The Federal Reserve did the completely expected yesterday and announced that they would increase the Federal Funds Rate, the interest rate that U.S. banks charge when loaning money to other banks overnight, by a quarter percent, raising its target range for the Federal Funds Rate to now be between 1.25% to 1.50%.
Using the FOMC's announcement to take a snapshot in time of the probability of recession in the United States, we find that through 13 December 2017, it has ticked slightly up from our last report to 0.40%.
With the Federal Funds Rate still effectively set at 1.16% (the midpoint of the FOMC's previous target range between 1.00% and 1.25%) and the slightly declining spread in the yields between the 10-year and 3-month constant maturity U.S. Treasuries, the probability of a recession occurring within the next 12 months dropped just a fraction of a percentage point to 0.40% from the 0.37% where we last estimated it.

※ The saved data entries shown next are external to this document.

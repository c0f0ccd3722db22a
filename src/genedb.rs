//! Gene Datastore Module
//!
//! Resolves gene names to reference protein records so the classifier can
//! compare hit spans with full protein lengths.
//!
//! Sequence ids in BLAST output look like `db|gene_name|...`; the second
//! `|`-delimited token names the gene. A name must match exactly one record
//! in the store, anything else aborts the run.
//!
//! # Stores
//! - [`GeneDatabase`]: indexed `.gdb` file built by [`gdb::build`](crate::gdb::build)
//! - [`FastaGeneStore`]: protein FASTA (plain or gzip) loaded into memory

use anyhow::{Context, Result};
use log::debug;
use rustc_hash::FxHashMap;
use std::fs::File;
use std::io::{Cursor, Read, Seek, SeekFrom};
use std::path::Path;

use crate::error::FilterError;
use crate::gdb::{MAGIC, VERSION};
use crate::seqio::{FastaReader, FastaRecord};

// ============================================================================
// Data Structures
// ============================================================================

/// A reference protein resolved by gene name.
#[derive(Debug, Clone, PartialEq)]
pub struct GeneRecord {
    /// Gene name the record was looked up by.
    pub name: String,
    /// Full FASTA identifier of the stored protein.
    pub header: String,
    /// Protein sequence.
    pub protein: String,
}

impl GeneRecord {
    /// Length of the reference protein in residues.
    pub fn protein_len(&self) -> usize {
        self.protein.len()
    }
}

/// Extracts the gene name from a BLAST sequence id (`db|gene_name|...`).
///
/// # Errors
/// [`FilterError::Lookup`] if the id has no second `|` field.
pub fn gene_name_of(seq_id: &str) -> Result<&str, FilterError> {
    seq_id
        .split('|')
        .nth(1)
        .ok_or_else(|| FilterError::lookup(seq_id, "sequence id has no '|'-delimited gene name"))
}

/// Gene name under which a FASTA header is stored.
///
/// Uses the second `|` field when present, otherwise the whole identifier,
/// so both `sp|geneA|P1` and a bare `geneA` are keyed as `geneA`.
pub fn gene_key_for_header(name: &str) -> &str {
    name.split('|').nth(1).unwrap_or(name)
}

/// Query-by-name access to reference proteins.
pub trait GeneStore {
    /// Returns the single record stored under `gene`.
    ///
    /// # Errors
    /// [`FilterError::Lookup`] when zero or more than one record matches.
    fn fetch_gene(&mut self, gene: &str) -> Result<GeneRecord>;
}

/// Picks exactly one record out of the matches for `gene`.
fn single_record(gene: &str, mut matches: Vec<FastaRecord>) -> Result<GeneRecord> {
    match matches.len() {
        1 => {
            let rec = matches.remove(0);
            Ok(GeneRecord {
                name: gene.to_string(),
                header: rec.name,
                protein: rec.seq,
            })
        }
        0 => Err(FilterError::lookup(gene, "no record found").into()),
        n => Err(FilterError::lookup(gene, format!("{} records found, expected exactly one", n)).into()),
    }
}

/// Opens the store behind a datastore target.
///
/// Paths ending in `.gdb` open a [`GeneDatabase`]; anything else is read as
/// protein FASTA.
pub fn open_gene_store<P: AsRef<Path>>(path: P) -> Result<Box<dyn GeneStore>> {
    let path = path.as_ref();
    let ext = path.extension().and_then(|e| e.to_str()).unwrap_or("");
    if ext == "gdb" {
        Ok(Box::new(GeneDatabase::open(path)?))
    } else {
        Ok(Box::new(FastaGeneStore::open(path)?))
    }
}

// ============================================================================
// GDB Index Entry
// ============================================================================

/// Index entry for compressed gene blocks in GDB format.
#[derive(Debug, Clone)]
struct GdbIndexEntry {
    offset: u64,
    compressed_len: u32,
    record_count: u32,
}

// ============================================================================
// Gene Database Reader
// ============================================================================

/// Reader for compressed gene database (.gdb) files.
///
/// Only the index is held in memory; gene blocks are decompressed on demand.
pub struct GeneDatabase<R: Read + Seek = File> {
    file: R,
    index: FxHashMap<String, GdbIndexEntry>,
}

impl GeneDatabase<File> {
    /// Opens a gene database file and loads its index.
    pub fn open<P: AsRef<Path>>(path: P) -> Result<Self> {
        let file = File::open(path.as_ref())
            .with_context(|| format!("Failed to open gene database: {}", path.as_ref().display()))?;
        Self::from_reader(file)
            .with_context(|| format!("Failed to read gene database: {}", path.as_ref().display()))
    }
}

impl<R: Read + Seek> GeneDatabase<R> {
    /// Reads and validates the header, then loads the gene index.
    pub fn from_reader(mut file: R) -> Result<Self> {
        let mut magic = [0u8; 8];
        file.read_exact(&mut magic)?;
        if &magic != MAGIC {
            anyhow::bail!("Invalid gene database magic");
        }

        let mut buf4 = [0u8; 4];
        let mut buf8 = [0u8; 8];

        file.read_exact(&mut buf4)?;
        let version = u32::from_le_bytes(buf4);
        if version != VERSION {
            anyhow::bail!("Unsupported gene database version {}", version);
        }

        file.read_exact(&mut buf4)?;
        let gene_count = u32::from_le_bytes(buf4);

        file.read_exact(&mut buf8)?;
        let index_offset = u64::from_le_bytes(buf8);

        file.seek(SeekFrom::Start(index_offset))?;
        let mut index = FxHashMap::default();

        for _ in 0..gene_count {
            let mut buf2 = [0u8; 2];
            file.read_exact(&mut buf2)?;
            let name_len = u16::from_le_bytes(buf2) as usize;

            let mut name_buf = vec![0u8; name_len];
            file.read_exact(&mut name_buf)?;
            let gene = String::from_utf8(name_buf)?;

            file.read_exact(&mut buf8)?;
            let offset = u64::from_le_bytes(buf8);

            file.read_exact(&mut buf4)?;
            let compressed_len = u32::from_le_bytes(buf4);

            file.read_exact(&mut buf4)?;
            let record_count = u32::from_le_bytes(buf4);

            index.insert(gene, GdbIndexEntry {
                offset,
                compressed_len,
                record_count,
            });
        }

        debug!("Loaded gene database index with {} genes", index.len());
        Ok(Self { file, index })
    }

    /// Number of distinct gene names in the index.
    pub fn gene_count(&self) -> usize {
        self.index.len()
    }

    /// Checks if a gene name exists in the database.
    pub fn has_gene(&self, gene: &str) -> bool {
        self.index.contains_key(gene)
    }

    /// Decompresses and parses every record stored under `gene`.
    pub fn get_gene_records(&mut self, gene: &str) -> Result<Vec<FastaRecord>> {
        let entry = match self.index.get(gene) {
            Some(entry) => entry.clone(),
            None => return Ok(Vec::new()),
        };

        self.file.seek(SeekFrom::Start(entry.offset))?;
        let mut compressed = vec![0u8; entry.compressed_len as usize];
        self.file.read_exact(&mut compressed)?;

        let decompressed = zstd::decode_all(&compressed[..])
            .with_context(|| format!("Corrupt gene block for {}", gene))?;

        let mut records = Vec::with_capacity(entry.record_count as usize);
        for record in FastaReader::new(Cursor::new(decompressed))? {
            records.push(record?);
        }
        Ok(records)
    }
}

impl<R: Read + Seek> GeneStore for GeneDatabase<R> {
    fn fetch_gene(&mut self, gene: &str) -> Result<GeneRecord> {
        // Ambiguity is known from the index alone.
        if let Some(entry) = self.index.get(gene) {
            if entry.record_count > 1 {
                return Err(FilterError::lookup(
                    gene,
                    format!("{} records found, expected exactly one", entry.record_count),
                )
                .into());
            }
        }
        let records = self.get_gene_records(gene)?;
        single_record(gene, records)
    }
}

// ============================================================================
// FASTA Gene Store
// ============================================================================

/// In-memory store built from a protein FASTA file.
#[derive(Debug, Default)]
pub struct FastaGeneStore {
    genes: FxHashMap<String, Vec<FastaRecord>>,
}

impl FastaGeneStore {
    /// Loads every record of a protein FASTA file (plain or `.gz`).
    pub fn open<P: AsRef<Path>>(path: P) -> Result<Self> {
        let store = Self::from_records(FastaReader::open(path.as_ref())?)?;
        debug!(
            "Loaded {} gene names from {}",
            store.genes.len(),
            path.as_ref().display()
        );
        Ok(store)
    }

    /// Groups records by gene name.
    pub fn from_records<I>(records: I) -> Result<Self>
    where
        I: IntoIterator<Item = Result<FastaRecord>>,
    {
        let mut genes: FxHashMap<String, Vec<FastaRecord>> = FxHashMap::default();
        for record in records {
            let record = record?;
            genes
                .entry(gene_key_for_header(&record.name).to_string())
                .or_default()
                .push(record);
        }
        Ok(Self { genes })
    }
}

impl GeneStore for FastaGeneStore {
    fn fetch_gene(&mut self, gene: &str) -> Result<GeneRecord> {
        let matches = self.genes.get(gene).cloned().unwrap_or_default();
        single_record(gene, matches)
    }
}

// ============================================================================
// Gene Length Resolver
// ============================================================================

/// Resolves BLAST sequence ids to reference protein lengths.
///
/// Lengths are cached per gene name; the store is read-only for the run so
/// the cache never changes an answer.
pub struct GeneLengthResolver {
    store: Box<dyn GeneStore>,
    cache: FxHashMap<String, usize>,
}

impl GeneLengthResolver {
    pub fn new(store: Box<dyn GeneStore>) -> Self {
        Self {
            store,
            cache: FxHashMap::default(),
        }
    }

    /// Opens the store at `path` (see [`open_gene_store`]).
    pub fn open<P: AsRef<Path>>(path: P) -> Result<Self> {
        Ok(Self::new(open_gene_store(path)?))
    }

    /// Protein length for the gene named in `seq_id`.
    pub fn protein_length(&mut self, seq_id: &str) -> Result<usize> {
        let gene = gene_name_of(seq_id)?;
        if let Some(&len) = self.cache.get(gene) {
            return Ok(len);
        }

        let record = self.store.fetch_gene(gene)?;
        let len = record.protein_len();
        debug!("Resolved {} -> {} ({} aa)", gene, record.header, len);
        self.cache.insert(gene.to_string(), len);
        Ok(len)
    }

    /// Number of distinct gene names resolved so far.
    pub fn resolved_genes(&self) -> usize {
        self.cache.len()
    }
}

// ============================================================================
// Tests
// ============================================================================

#[cfg(test)]
mod tests {
    use super::*;
    use crate::gdb;

    const PROTEINS: &str = "\
>sp|geneA|P001 alpha
MKVLLAGG
>sp|geneB|P002
MKV
>sp|dup|P003
MA
>tr|dup|P004
MAA
>plain
MMMMM
";

    fn fasta_store() -> FastaGeneStore {
        FastaGeneStore::from_records(FastaReader::new(Cursor::new(PROTEINS)).unwrap()).unwrap()
    }

    fn gdb_store() -> GeneDatabase<Cursor<Vec<u8>>> {
        let mut buf = Cursor::new(Vec::new());
        gdb::write_database(FastaReader::new(Cursor::new(PROTEINS)).unwrap(), &mut buf).unwrap();
        GeneDatabase::from_reader(Cursor::new(buf.into_inner())).unwrap()
    }

    fn assert_lookup_error(err: anyhow::Error, expected_gene: &str) {
        match err.downcast_ref::<FilterError>() {
            Some(FilterError::Lookup { gene, .. }) => assert_eq!(gene, expected_gene),
            other => panic!("expected lookup error, got {:?}", other),
        }
    }

    #[test]
    fn test_gene_name_of() {
        assert_eq!(gene_name_of("sp|geneA|P001").unwrap(), "geneA");
        assert_eq!(gene_name_of("db|geneA").unwrap(), "geneA");
        assert_eq!(gene_name_of("db|").unwrap(), "");
        assert!(matches!(gene_name_of("geneA"), Err(FilterError::Lookup { .. })));
    }

    #[test]
    fn test_gene_key_for_header() {
        assert_eq!(gene_key_for_header("sp|geneA|P001"), "geneA");
        assert_eq!(gene_key_for_header("geneA"), "geneA");
    }

    #[test]
    fn test_fasta_store_lookup() {
        let mut store = fasta_store();
        let rec = store.fetch_gene("geneA").unwrap();
        assert_eq!(rec.header, "sp|geneA|P001");
        assert_eq!(rec.protein_len(), 8);
        assert_eq!(store.fetch_gene("plain").unwrap().protein_len(), 5);

        assert_lookup_error(store.fetch_gene("missing").unwrap_err(), "missing");
        assert_lookup_error(store.fetch_gene("dup").unwrap_err(), "dup");
    }

    #[test]
    fn test_gdb_store_matches_fasta_store() {
        let mut fasta = fasta_store();
        let mut db = gdb_store();
        assert_eq!(db.gene_count(), 4);
        assert!(db.has_gene("geneB"));

        for gene in ["geneA", "geneB", "plain"] {
            assert_eq!(db.fetch_gene(gene).unwrap(), fasta.fetch_gene(gene).unwrap());
        }
        assert_eq!(db.get_gene_records("dup").unwrap().len(), 2);
        assert_lookup_error(db.fetch_gene("dup").unwrap_err(), "dup");
        assert_lookup_error(db.fetch_gene("missing").unwrap_err(), "missing");
    }

    #[test]
    fn test_gdb_rejects_bad_magic() {
        let bytes = b"NOTADB\0\0\x01\0\0\0\0\0\0\0\0\0\0\0\0\0\0\0".to_vec();
        assert!(GeneDatabase::from_reader(Cursor::new(bytes)).is_err());
    }

    #[test]
    fn test_open_gene_store_by_extension() {
        let dir = tempfile::tempdir().unwrap();
        let fasta_path = dir.path().join("proteins.faa");
        std::fs::write(&fasta_path, PROTEINS).unwrap();
        let gdb_path = dir.path().join("proteins.gdb");
        gdb::build(&fasta_path, &gdb_path).unwrap();

        for path in [&fasta_path, &gdb_path] {
            let mut store = open_gene_store(path).unwrap();
            assert_eq!(store.fetch_gene("geneB").unwrap().protein_len(), 3);
        }
    }

    #[test]
    fn test_resolver_caches_lengths() {
        let mut resolver = GeneLengthResolver::new(Box::new(fasta_store()));
        assert_eq!(resolver.protein_length("sp|geneA|x").unwrap(), 8);
        assert_eq!(resolver.protein_length("tr|geneA|y").unwrap(), 8);
        assert_eq!(resolver.protein_length("sp|geneB|z").unwrap(), 3);
        assert_eq!(resolver.resolved_genes(), 2);

        assert_lookup_error(resolver.protein_length("nogene").unwrap_err(), "nogene");
        assert_lookup_error(resolver.protein_length("sp|dup|1").unwrap_err(), "dup");
    }
}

As such, there is currently very little chance that the National Bureau of Economic Research will someday declare that a national recession began in the U.S. between now and 13 December 2018 according to Jonathan Wright's recession forecasting methods.
That doesn't mean however that all parts of the U.S. will be recession free. As we've seen in recent years, parts of the U.S. may indeed experience what we've described as a micro-recession, where some degree of economic contraction has occurred, but which lacks the combination of scale, scope and duration needed for the NBER to recognize a recession at the national level.